=== DATA FOR REVIEW ===

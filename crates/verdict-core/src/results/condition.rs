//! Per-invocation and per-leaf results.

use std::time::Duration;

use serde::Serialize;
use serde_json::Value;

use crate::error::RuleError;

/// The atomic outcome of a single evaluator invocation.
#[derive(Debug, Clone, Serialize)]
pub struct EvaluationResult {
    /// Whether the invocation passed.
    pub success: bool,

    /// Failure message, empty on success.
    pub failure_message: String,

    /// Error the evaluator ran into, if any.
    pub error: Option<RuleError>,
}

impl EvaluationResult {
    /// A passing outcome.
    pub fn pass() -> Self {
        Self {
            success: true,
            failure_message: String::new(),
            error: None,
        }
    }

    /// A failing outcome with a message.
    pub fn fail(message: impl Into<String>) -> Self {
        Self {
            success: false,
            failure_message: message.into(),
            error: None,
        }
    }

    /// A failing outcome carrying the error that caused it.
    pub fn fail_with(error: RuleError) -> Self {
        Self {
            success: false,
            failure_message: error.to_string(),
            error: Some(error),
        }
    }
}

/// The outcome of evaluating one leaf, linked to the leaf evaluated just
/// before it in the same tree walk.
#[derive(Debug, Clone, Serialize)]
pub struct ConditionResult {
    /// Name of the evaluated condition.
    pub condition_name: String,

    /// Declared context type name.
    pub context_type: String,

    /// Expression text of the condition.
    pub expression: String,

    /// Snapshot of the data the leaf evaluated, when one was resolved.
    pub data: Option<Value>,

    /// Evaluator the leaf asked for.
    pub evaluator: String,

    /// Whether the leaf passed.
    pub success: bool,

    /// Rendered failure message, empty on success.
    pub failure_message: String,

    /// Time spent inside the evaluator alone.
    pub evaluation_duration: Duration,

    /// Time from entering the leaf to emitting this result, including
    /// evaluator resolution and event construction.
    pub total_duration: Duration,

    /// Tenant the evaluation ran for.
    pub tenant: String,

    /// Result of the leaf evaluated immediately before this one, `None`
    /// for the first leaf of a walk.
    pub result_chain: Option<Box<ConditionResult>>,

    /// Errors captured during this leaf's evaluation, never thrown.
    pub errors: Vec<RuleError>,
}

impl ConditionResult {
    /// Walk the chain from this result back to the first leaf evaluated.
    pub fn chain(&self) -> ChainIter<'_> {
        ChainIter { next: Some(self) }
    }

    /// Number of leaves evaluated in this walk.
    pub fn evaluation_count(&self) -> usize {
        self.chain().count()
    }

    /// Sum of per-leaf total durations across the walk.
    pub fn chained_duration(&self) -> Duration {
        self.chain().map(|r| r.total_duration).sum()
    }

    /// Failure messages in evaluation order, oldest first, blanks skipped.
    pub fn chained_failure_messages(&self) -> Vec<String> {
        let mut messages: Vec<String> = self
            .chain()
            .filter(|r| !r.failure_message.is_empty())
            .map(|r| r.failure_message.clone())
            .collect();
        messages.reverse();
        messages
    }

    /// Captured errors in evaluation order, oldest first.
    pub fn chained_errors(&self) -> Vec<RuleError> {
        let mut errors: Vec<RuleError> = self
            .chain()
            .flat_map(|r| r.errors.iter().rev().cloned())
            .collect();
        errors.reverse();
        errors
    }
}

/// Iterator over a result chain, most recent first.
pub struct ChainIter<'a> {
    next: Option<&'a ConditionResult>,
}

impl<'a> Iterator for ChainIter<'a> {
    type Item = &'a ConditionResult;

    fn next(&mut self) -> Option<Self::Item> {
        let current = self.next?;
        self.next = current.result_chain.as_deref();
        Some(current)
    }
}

===

WHAT IS BEING ASKED
Write the entries out once more, exactly as given.

TASK RESULT
filename crates/verdict-core/src/results/condition.rs
//! Per-invocation and per-leaf results.

use std::time::Duration;

use serde::Serialize;
use serde_json::Value;

use crate::error::RuleError;

/// The atomic outcome of a single evaluator invocation.
#[derive(Debug, Clone, Serialize)]
pub struct EvaluationResult {
    /// Whether the invocation passed.
    pub success: bool,

    /// Failure message, empty on success.
    pub failure_message: String,

    /// Error the evaluator ran into, if any.
    pub error: Option<RuleError>,
}

impl EvaluationResult {
    /// A passing outcome.
    pub fn pass() -> Self {
        Self {
            success: true,
            failure_message: String::new(),
            error: None,
        }
    }

    /// A failing outcome with a message.
    pub fn fail(message: impl Into<String>) -> Self {
        Self {
            success: false,
            failure_message: message.into(),
            error: None,
        }
    }

    /// A failing outcome carrying the error that caused it.
    pub fn fail_with(error: RuleError) -> Self {
        Self {
            success: false,
            failure_message: error.to_string(),
            error: Some(error),
        }
    }
}

/// The outcome of evaluating one leaf, linked to the leaf evaluated just
/// before it in the same tree walk.
#[derive(Debug, Clone, Serialize)]
pub struct ConditionResult {
    /// Name of the evaluated condition.
    pub condition_name: String,

    /// Declared context type name.
    pub context_type: String,

    /// Expression text of the condition.
    pub expression: String,

    /// Snapshot of the data the leaf evaluated, when one was resolved.
    pub data: Option<Value>,

    /// Evaluator the leaf asked for.
    pub evaluator: String,

    /// Whether the leaf passed.
    pub success: bool,

    /// Rendered failure message, empty on success.
    pub failure_message: String,

    /// Time spent inside the evaluator alone.
    pub evaluation_duration: Duration,

    /// Time from entering the leaf to emitting this result, including
    /// evaluator resolution and event construction.
    pub total_duration: Duration,

    /// Tenant the evaluation ran for.
    pub tenant: String,

    /// Result of the leaf evaluated immediately before this one, `None`
    /// for the first leaf of a walk.
    pub result_chain: Option<Box<ConditionResult>>,

    /// Errors captured during this leaf's evaluation, never thrown.
    pub errors: Vec<RuleError>,
}

impl ConditionResult {
    /// Walk the chain from this result back to the first leaf evaluated.
    pub fn chain(&self) -> ChainIter<'_> {
        ChainIter { next: Some(self) }
    }

    /// Number of leaves evaluated in this walk.
    pub fn evaluation_count(&self) -> usize {
        self.chain().count()
    }

    /// Sum of per-leaf total durations across the walk.
    pub fn chained_duration(&self) -> Duration {
        self.chain().map(|r| r.total_duration).sum()
    }

    /// Failure messages in evaluation order, oldest first, blanks skipped.
    pub fn chained_failure_messages(&self) -> Vec<String> {
        let mut messages: Vec<String> = self
            .chain()
            .filter(|r| !r.failure_message.is_empty())
            .map(|r| r.failure_message.clone())
            .collect();
        messages.reverse();
        messages
    }

    /// Captured errors in evaluation order, oldest first.
    pub fn chained_errors(&self) -> Vec<RuleError> {
        let mut errors: Vec<RuleError> = self
            .chain()
            .flat_map(|r| r.errors.iter().rev().cloned())
            .collect();
        errors.reverse();
        errors
    }
}

/// Iterator over a result chain, most recent first.
pub struct ChainIter<'a> {
    next: Option<&'a ConditionResult>,
}

impl<'a> Iterator for ChainIter<'a> {
    type Item = &'a ConditionResult;

    fn next(&mut self) -> Option<Self::Item> {
        let current = self.next?;
        self.next = current.result_chain.as_deref();
        Some(current)
    }
}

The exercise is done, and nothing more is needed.